====== Dataset
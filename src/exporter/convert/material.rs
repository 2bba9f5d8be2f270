use serde_json::{
  json,
  Value,
};

use crate::error::HalaGltfError;
use crate::scene::{
  HalaMaterial,
  HalaTextureBinding,
};
use crate::settings::HalaGltfVersion;
use super::super::resolver::HalaEntityKind;
use super::super::HalaExportState;
use super::apply_extras;

/// Build a texture reference record.
/// param state: The export state.
/// param binding: The texture binding.
/// param context: The material name, for diagnostics.
/// return: The texture reference record.
fn texture_ref(
  state: &HalaExportState,
  binding: &HalaTextureBinding,
  context: &str,
) -> Result<Value, HalaGltfError> {
  let index = state.require(HalaEntityKind::Texture, binding.texture_index, context)?;
  Ok(json!({
    "index": index,
    "texCoord": binding.tex_coord,
  }))
}

/// Export a material.
/// For glTF 1.0 only the name is emitted here; the legacy technique
/// processor fills in the technique, program and shaders.
/// param state: The export state.
/// param material: The material.
/// return: The material record.
pub fn export_material(
  state: &HalaExportState,
  material: &HalaMaterial,
) -> Result<Value, HalaGltfError> {
  log::debug!("Exporting material \"{}\".", material.name);

  let mut record = json!({ "name": material.name });
  if state.version() >= HalaGltfVersion::V2_0 {
    let mut pbr = json!({
      "baseColorFactor": material.base_color_factor.iter().map(|v| *v as f64).collect::<Vec<_>>(),
      "metallicFactor": material.metallic_factor as f64,
      "roughnessFactor": material.roughness_factor as f64,
    });
    if let Some(binding) = &material.base_color_texture {
      pbr["baseColorTexture"] = texture_ref(state, binding, &material.name)?;
    }
    if let Some(binding) = &material.metallic_roughness_texture {
      pbr["metallicRoughnessTexture"] = texture_ref(state, binding, &material.name)?;
    }
    record["pbrMetallicRoughness"] = pbr;
    record["emissiveFactor"] = json!(material
      .emissive_factor
      .iter()
      .map(|v| *v as f64)
      .collect::<Vec<_>>());
    if let Some(binding) = &material.emissive_texture {
      record["emissiveTexture"] = texture_ref(state, binding, &material.name)?;
    }
    if let Some(binding) = &material.normal_texture {
      record["normalTexture"] = texture_ref(state, binding, &material.name)?;
    }
    if let Some(binding) = &material.occlusion_texture {
      record["occlusionTexture"] = texture_ref(state, binding, &material.name)?;
    }
    if material.double_sided {
      record["doubleSided"] = json!(true);
    }
  }
  apply_extras(&mut record, &material.extras);

  Ok(record)
}

#[cfg(test)]
mod tests {
  use super::*;
  use crate::scene::{HalaExportData, HalaTexture};
  use crate::settings::HalaExportSettings;

  fn default_material() -> HalaMaterial {
    HalaMaterial {
      name: "Material".to_string(),
      base_color_factor: [0.64, 0.64, 0.64, 1.0],
      metallic_factor: 0.0,
      roughness_factor: 1.0,
      emissive_factor: [0.0, 0.0, 0.0],
      ..Default::default()
    }
  }

  #[test]
  fn test_material_default() {
    let data = HalaExportData::new();
    let state = HalaExportState::new(&data, HalaExportSettings::default());
    let record = export_material(&state, &default_material()).unwrap();

    assert_eq!(record["name"], "Material");
    let pbr = &record["pbrMetallicRoughness"];
    assert!((pbr["baseColorFactor"][0].as_f64().unwrap() - 0.64).abs() < 1e-6);
    assert_eq!(pbr["baseColorFactor"][3].as_f64().unwrap(), 1.0);
    assert_eq!(pbr["metallicFactor"].as_f64().unwrap(), 0.0);
    assert_eq!(pbr["roughnessFactor"].as_f64().unwrap(), 1.0);
    assert_eq!(record["emissiveFactor"], json!([0.0, 0.0, 0.0]));
    assert!(record.get("technique").is_none());
  }

  #[test]
  fn test_material_1_0_emits_name_only() {
    let data = HalaExportData::new();
    let settings = HalaExportSettings {
      asset_version: HalaGltfVersion::V1_0,
      ..Default::default()
    };
    let state = HalaExportState::new(&data, settings);
    let record = export_material(&state, &default_material()).unwrap();
    assert_eq!(record, json!({ "name": "Material" }));
  }

  #[test]
  fn test_material_textured() {
    let mut data = HalaExportData::new();
    for name in ["base_color", "metal_roughness", "emissive", "normal", "occlusion"] {
      data.textures.push(HalaTexture::new(name, u32::MAX));
    }
    let mut state = HalaExportState::new(&data, HalaExportSettings::default());
    for index in 0..5 {
      state.resolver.insert(HalaEntityKind::Texture, index, index);
    }

    let mut material = default_material();
    material.base_color_texture = Some(HalaTextureBinding { texture_index: 0, tex_coord: 0 });
    material.metallic_roughness_texture = Some(HalaTextureBinding { texture_index: 1, tex_coord: 1 });
    material.emissive_texture = Some(HalaTextureBinding { texture_index: 2, tex_coord: 2 });
    material.normal_texture = Some(HalaTextureBinding { texture_index: 3, tex_coord: 3 });
    material.occlusion_texture = Some(HalaTextureBinding { texture_index: 4, tex_coord: 4 });

    let record = export_material(&state, &material).unwrap();
    assert_eq!(record["pbrMetallicRoughness"]["baseColorTexture"], json!({ "index": 0, "texCoord": 0 }));
    assert_eq!(
      record["pbrMetallicRoughness"]["metallicRoughnessTexture"],
      json!({ "index": 1, "texCoord": 1 })
    );
    assert_eq!(record["emissiveTexture"], json!({ "index": 2, "texCoord": 2 }));
    assert_eq!(record["normalTexture"], json!({ "index": 3, "texCoord": 3 }));
    assert_eq!(record["occlusionTexture"], json!({ "index": 4, "texCoord": 4 }));
  }

  #[test]
  fn test_material_unknown_texture_fails() {
    let data = HalaExportData::new();
    let state = HalaExportState::new(&data, HalaExportSettings::default());
    let mut material = default_material();
    material.base_color_texture = Some(HalaTextureBinding { texture_index: 9, tex_coord: 0 });
    assert!(export_material(&state, &material).is_err());
  }
}
pub mod node;
pub mod mesh;
pub mod material;
pub mod camera;
pub mod light;
pub mod animation;
pub mod skin;
pub mod image;
pub mod texture;
pub mod scene;

use serde_json::Value;

/// Copy host metadata verbatim into a record's extras field.
/// param record: The entity record.
/// param extras: The host metadata, if any.
pub fn apply_extras(record: &mut Value, extras: &Option<serde_json::Map<String, Value>>) {
  if let Some(extras) = extras {
    if !extras.is_empty() {
      record["extras"] = Value::Object(extras.clone());
    }
  }
}
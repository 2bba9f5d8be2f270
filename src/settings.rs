use std::path::PathBuf;

use glam::Mat4;

use crate::extensions::HalaExtensionProcessor;

/// The target glTF version of the export.
#[derive(Clone, Copy, Debug, PartialEq, Eq, PartialOrd, Ord)]
pub enum HalaGltfVersion {
  V1_0,
  V2_0,
}

/// The implementation of the glTF version.
impl HalaGltfVersion {
  /// Get the asset version string.
  /// return: The version string.
  pub fn as_str(&self) -> &'static str {
    match self {
      HalaGltfVersion::V1_0 => "1.0",
      HalaGltfVersion::V2_0 => "2.0",
    }
  }
}

/// The shader profile of a glTF 1.0 export.
#[derive(Clone, Copy, Debug, PartialEq, Eq)]
pub enum HalaShaderProfile {
  /// WebGL 1.0 shaders (version 100).
  Web,
  /// OpenGL 3.0 shaders (version 130).
  Desktop,
}

/// How image data is stored in the output.
#[derive(Clone, Copy, Debug, PartialEq, Eq)]
pub enum HalaImageStorage {
  /// Embed image data into the glTF file as a data URI.
  Embed,
  /// Reference the host file path unchanged.
  Reference,
  /// Copy images to the output directory and reference them relatively.
  Copy,
}

/// Which actions are exported per entity category.
#[derive(Clone, Copy, Debug, PartialEq, Eq)]
pub enum HalaAnimExport {
  /// Export the active action per object only.
  Active,
  /// Export all actions that can be used by an object.
  Eligible,
}

/// The flat settings record of one export call.
pub struct HalaExportSettings {
  pub gltf_output_dir: PathBuf,
  pub gltf_name: String,
  pub gltf_export_binary: bool,
  pub pretty_print: bool,

  pub buffers_embed_data: bool,
  pub buffers_combine_data: bool,

  pub meshes_apply_modifiers: bool,
  pub meshes_interleave_vertex_data: bool,

  pub images_data_storage: HalaImageStorage,

  pub asset_version: HalaGltfVersion,
  pub asset_profile: HalaShaderProfile,

  pub animations_object_export: HalaAnimExport,
  pub animations_armature_export: HalaAnimExport,
  /// A fixed sample timestep in seconds. None samples at the scene frame rate.
  pub animations_sample_rate: Option<f32>,

  /// Filters already applied upstream, passed through for converters.
  pub nodes_export_hidden: bool,
  pub nodes_selected_only: bool,

  /// A global transform applied once at a synthetic root node per scene.
  pub nodes_global_matrix: Mat4,

  /// The enabled extension processors, in pipeline order.
  pub extensions: Vec<Box<dyn HalaExtensionProcessor>>,
}

/// The default implementation of the export settings.
impl Default for HalaExportSettings {
  fn default() -> Self {
    Self {
      gltf_output_dir: PathBuf::new(),
      gltf_name: "scene".to_string(),
      gltf_export_binary: false,
      pretty_print: true,
      buffers_embed_data: false,
      buffers_combine_data: true,
      meshes_apply_modifiers: true,
      meshes_interleave_vertex_data: false,
      images_data_storage: HalaImageStorage::Copy,
      asset_version: HalaGltfVersion::V2_0,
      asset_profile: HalaShaderProfile::Web,
      animations_object_export: HalaAnimExport::Active,
      animations_armature_export: HalaAnimExport::Eligible,
      animations_sample_rate: None,
      nodes_export_hidden: false,
      nodes_selected_only: false,
      nodes_global_matrix: Mat4::IDENTITY,
      extensions: Vec::new(),
    }
  }
}

/// The implementation of the export settings.
impl HalaExportSettings {
  /// Resolve configuration conflicts before conversion begins.
  /// Binary export with embedded buffers always combines them, since a GLB
  /// container holds exactly one binary chunk.
  pub fn normalize(&mut self) {
    if self.gltf_export_binary && self.buffers_embed_data && !self.buffers_combine_data {
      log::warn!("Binary export with embedded buffers forces combined buffers.");
      self.buffers_combine_data = true;
    }
    if self.gltf_export_binary && !self.buffers_combine_data {
      self.buffers_combine_data = true;
    }
  }

  /// Get the output file path, rewriting a stale extension instead of
  /// appending a second one.
  /// return: The output path.
  pub fn output_path(&self) -> PathBuf {
    let mut name = self.gltf_name.clone();
    if let Some(stripped) = name.strip_suffix(".gltf").or_else(|| name.strip_suffix(".glb")) {
      name = stripped.to_string();
    }
    let extension = if self.gltf_export_binary { "glb" } else { "gltf" };
    self.gltf_output_dir.join(format!("{}.{}", name, extension))
  }
}

#[cfg(test)]
mod tests {
  use super::*;

  #[test]
  fn test_binary_forces_combined_buffers() {
    let mut settings = HalaExportSettings {
      gltf_export_binary: true,
      buffers_embed_data: true,
      buffers_combine_data: false,
      ..Default::default()
    };
    settings.normalize();
    assert!(settings.buffers_combine_data);
  }

  #[test]
  fn test_output_path_rewrites_extension() {
    let settings = HalaExportSettings {
      gltf_output_dir: PathBuf::from("/tmp/out"),
      gltf_name: "model.gltf".to_string(),
      gltf_export_binary: true,
      ..Default::default()
    };
    assert_eq!(settings.output_path(), PathBuf::from("/tmp/out/model.glb"));

    let settings = HalaExportSettings {
      gltf_output_dir: PathBuf::from("/tmp/out"),
      gltf_name: "model.glb".to_string(),
      gltf_export_binary: false,
      ..Default::default()
    };
    assert_eq!(settings.output_path(), PathBuf::from("/tmp/out/model.gltf"));
  }

  #[test]
  fn test_output_path_plain_name() {
    let settings = HalaExportSettings {
      gltf_output_dir: PathBuf::from("/tmp/out"),
      gltf_name: "model".to_string(),
      ..Default::default()
    };
    assert_eq!(settings.output_path(), PathBuf::from("/tmp/out/model.gltf"));
  }
}
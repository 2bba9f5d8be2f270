/// The kind of data-block an action animates.
#[derive(Clone, Copy, Debug, PartialEq, Eq)]
pub struct HalaActionTarget(u8);
impl HalaActionTarget {
  pub const OBJECT: Self = Self(0);
  pub const ARMATURE: Self = Self(1);

  pub fn from_u8(value: u8) -> Self {
    match value {
      0 => Self::OBJECT,
      1 => Self::ARMATURE,
      _ => panic!("Invalid action target."),
    }
  }

  pub fn to_u8(&self) -> u8 {
    self.0
  }
}

/// The animated property path of a curve.
#[derive(Clone, Copy, Debug, PartialEq, Eq)]
pub enum HalaAnimPath {
  Translation,
  Rotation,
  Scale,
  Weights,
}

/// The implementation of the animated property path.
impl HalaAnimPath {
  /// Get the glTF target path name.
  /// return: The path name.
  pub fn path_name(&self) -> &'static str {
    match self {
      HalaAnimPath::Translation => "translation",
      HalaAnimPath::Rotation => "rotation",
      HalaAnimPath::Scale => "scale",
      HalaAnimPath::Weights => "weights",
    }
  }

  /// Get the number of components of one keyframe value.
  /// return: The component count.
  pub fn component_count(&self) -> usize {
    match self {
      HalaAnimPath::Translation => 3,
      HalaAnimPath::Rotation => 4,
      HalaAnimPath::Scale => 3,
      // Weights curves carry one value per shape key, the host decides the width.
      HalaAnimPath::Weights => 0,
    }
  }
}

/// One keyframed curve of an action.
pub struct HalaCurve {
  pub path: HalaAnimPath,
  /// Keyframes as (frame, value) pairs, sorted by frame.
  /// The value width is fixed per path (3 for translation/scale, 4 for
  /// rotation, shape key count for weights).
  pub keyframes: Vec<(f32, Vec<f32>)>,
}

/// The implementation of the curve.
impl HalaCurve {
  /// Evaluate the curve at the given frame with linear interpolation.
  /// Frames outside the keyframe range clamp to the first/last value.
  /// param frame: The frame to evaluate at.
  /// return: The interpolated value, or None if the curve has no keyframes.
  pub fn evaluate(&self, frame: f32) -> Option<Vec<f32>> {
    let first = self.keyframes.first()?;
    let last = self.keyframes.last()?;
    if frame <= first.0 {
      return Some(first.1.clone());
    }
    if frame >= last.0 {
      return Some(last.1.clone());
    }
    let next = self.keyframes.iter().position(|(f, _)| *f >= frame)?;
    let (f1, v1) = &self.keyframes[next];
    let (f0, v0) = &self.keyframes[next - 1];
    let t = if (f1 - f0).abs() < f32::EPSILON { 0.0 } else { (frame - f0) / (f1 - f0) };
    Some(
      v0.iter()
        .zip(v1.iter())
        .map(|(a, b)| a + (b - a) * t)
        .collect(),
    )
  }
}

/// An action is a named set of curves animating one data-block.
pub struct HalaAction {
  pub name: String,
  pub target: HalaActionTarget,
  pub frame_start: f32,
  pub frame_end: f32,
  pub curves: Vec<HalaCurve>,
  pub extras: Option<serde_json::Map<String, serde_json::Value>>,
}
============
### Task requirements:
Repeat exactly the lines of the listing from its first line through the line that holds "program and shaders.". Nothing else should appear.

### Problem solution:
filename src/exporter/convert/material.rs
repository 2bba9f5d8be2f270
use serde_json::{
  json,
  Value,
};

use crate::error::HalaGltfError;
use crate::scene::{
  HalaMaterial,
  HalaTextureBinding,
};
use crate::settings::HalaGltfVersion;
use super::super::resolver::HalaEntityKind;
use super::super::HalaExportState;
use super::apply_extras;

/// Build a texture reference record.
/// param state: The export state.
/// param binding: The texture binding.
/// param context: The material name, for diagnostics.
/// return: The texture reference record.
fn texture_ref(
  state: &HalaExportState,
  binding: &HalaTextureBinding,
  context: &str,
) -> Result<Value, HalaGltfError> {
  let index = state.require(HalaEntityKind::Texture, binding.texture_index, context)?;
  Ok(json!({
    "index": index,
    "texCoord": binding.tex_coord,
  }))
}

/// Export a material.
/// For glTF 1.0 only the name is emitted here; the legacy technique
/// processor fills in the technique, program and shaders.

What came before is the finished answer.